Impossible d’aller plus loin, sans présenter d’abord, le parcours singulier de son père. 
Bernard Stiegler, né en 1952 d’un père électronicien et d’une mère employée de banque, arrête sa scolarité après la classe de seconde. A 22 ans ayant de grandes difficultés financières, il part avec sa famille, sa première épouse et leur fille Barbara, à la campagne élever des chèvres.
La sécheresse de 1976 est une catastrophe qui l’oblige à vendre. A Toulouse, il rachète un bar où il invite des musiciens de jazz. Son banquier supprime son découvert, Stiegler passe aux attaques à main armée. La dernière en juin 1978 se conclut par son arrestation.

Barbara à 7 ans.
Condamné à 8 ans de prison, il sera libéré au bout de 5 ans (1978-1983).
Il met à profit ces années pour étudier. Il reçoit le soutien de Jacques Dérida.
Devenu philosophe, il axe sa réflexion sur les enjeux des mutations actuelles sociales, politiques, économiques et psychologiques portées par le développement technologique et notamment les technologies numériques...(Réenchanter le monde : la valeur esprit contre le populisme industriel, 2006).
Le 5 août 2020, à l’âge de 68 ans il met fin à ses jours. Des problèmes des santé, s’ajoutent à sa dépression. Barbara publie son dernier livre.

Ce détour indispensable,  permet de retrouver Barbara pour éclairer toutes ses dernières évolutions.
Pas facile d’être la fille ainée... Elle réussit l’agrégation en 1994, fait du monitorat entre 1995 et 1998, travaille comme professeure de philo dans le secondaire. Devenue maître de conférence en 2006, elle commence ses recherches : « Qu’y a-t-il de nouveau dans le néo-libéralisme ? » en 2011

A la suite des élections européennes de mai 2019, elle est frappée par le fait que le mouvement inédit des gilets jaunes ne s’exprime pas dans les urnes.

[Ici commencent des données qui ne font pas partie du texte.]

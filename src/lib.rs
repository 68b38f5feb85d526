pub mod auth;
pub mod config;
pub mod database;
pub mod error;
pub mod handlers;
pub mod middleware;
pub mod validation;
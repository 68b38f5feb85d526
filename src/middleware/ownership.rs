use axum::{
    extract::{FromRequestParts, Path},
    http::request::Parts,
};
use uuid::Uuid;

use crate::database::businesses::BusinessStore;
use crate::database::models::Business;
use crate::error::ApiError;
use crate::middleware::auth::CurrentUser;

/// Resource-ownership guard for mutating business routes.
///
/// Extraction runs mandatory authentication first, then loads the `:id`
/// business: 404 if it does not exist, 403 if the caller is not its
/// owner. The loaded row is handed to the handler so it can mutate
/// without a second load. Purely equality-based - no roles, no
/// delegation, no admin override.
#[derive(Clone, Debug)]
pub struct OwnedBusiness(pub Business);

#[axum::async_trait]
impl<S: Send + Sync> FromRequestParts<S> for OwnedBusiness {
    type Rejection = ApiError;

    async fn from_request_parts(parts: &mut Parts, state: &S) -> Result<Self, Self::Rejection> {
        // Anonymous callers fail here with 401 before any ownership check
        let CurrentUser(user) = CurrentUser::from_request_parts(parts, state).await?;

        let Path(id) = Path::<Uuid>::from_request_parts(parts, state)
            .await
            .map_err(|_| ApiError::bad_request("Invalid business id"))?;

        let store = BusinessStore::new().await?;
        let business = store
            .find_by_id(id)
            .await?
            .ok_or_else(|| ApiError::not_found("Business profile not found"))?;

        if business.user_id != user.id {
            tracing::warn!(
                "User {} denied access to business {} owned by {}",
                user.id,
                business.id,
                business.user_id
            );
            return Err(ApiError::forbidden("You can only access your own resources"));
        }

        Ok(OwnedBusiness(business))
    }
}
use axum::response::Json;
use serde::Deserialize;
use serde_json::{json, Value};

use crate::database::models::BusinessField;
use crate::database::users::UserStore;
use crate::error::ApiError;
use crate::middleware::CurrentUser;
use crate::validation::{self, Violations};

/// GET /api/auth/me - the authenticated account, sans credentials
pub async fn me_get(CurrentUser(user): CurrentUser) -> Json<Value> {
    Json(json!({
        "success": true,
        "data": { "user": user.to_api_json() }
    }))
}

#[derive(Debug, Deserialize)]
#[serde(rename_all = "camelCase")]
pub struct ProfileUpdateRequest {
    pub name: Option<String>,
    pub business_field: Option<String>,
    pub profile_picture: Option<String>,
}

/// PUT /api/auth/me - update the allow-listed profile fields.
///
/// Email, password and activation state have their own paths; fields
/// outside the allow-list are ignored by the request shape itself.
pub async fn me_put(
    CurrentUser(user): CurrentUser,
    Json(payload): Json<ProfileUpdateRequest>,
) -> Result<Json<Value>, ApiError> {
    let mut v = Violations::new();
    validation::user_name(&mut v, payload.name.as_deref(), false);
    validation::business_field(&mut v, payload.business_field.as_deref(), false);
    v.into_result()?;

    let business_field = payload
        .business_field
        .and_then(|raw| BusinessField::try_from(raw.trim().to_string()).ok());

    let users = UserStore::new().await?;
    let updated = users
        .update_profile(
            user.id,
            payload.name.as_deref().map(str::trim),
            business_field,
            payload.profile_picture.as_deref(),
        )
        .await?;

    Ok(Json(json!({
        "success": true,
        "data": { "user": updated.to_api_json() }
    })))
}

Sa réflexion se poursuit sur l’analyse critique de la notion de « néolibéralisme ».

Face à un Etat devenu l’instrument « d’un nouveau » libéralisme qui détruit la société, elle en appelle au soulèvement pour « reprendre vie », contre ce cap érigé en dogme par la pensée politique dominante, selon laquelle il faudrait continuellement « s’adapter » pour satisfaire au jeu des échanges marchands et de la compétition mondiale.

Il lui paraît donc essentiel de repartir des luttes collectives et des initiatives démocratiques locales, pour retrouver « une puissance d’agir et de réenchanter la démocratie ».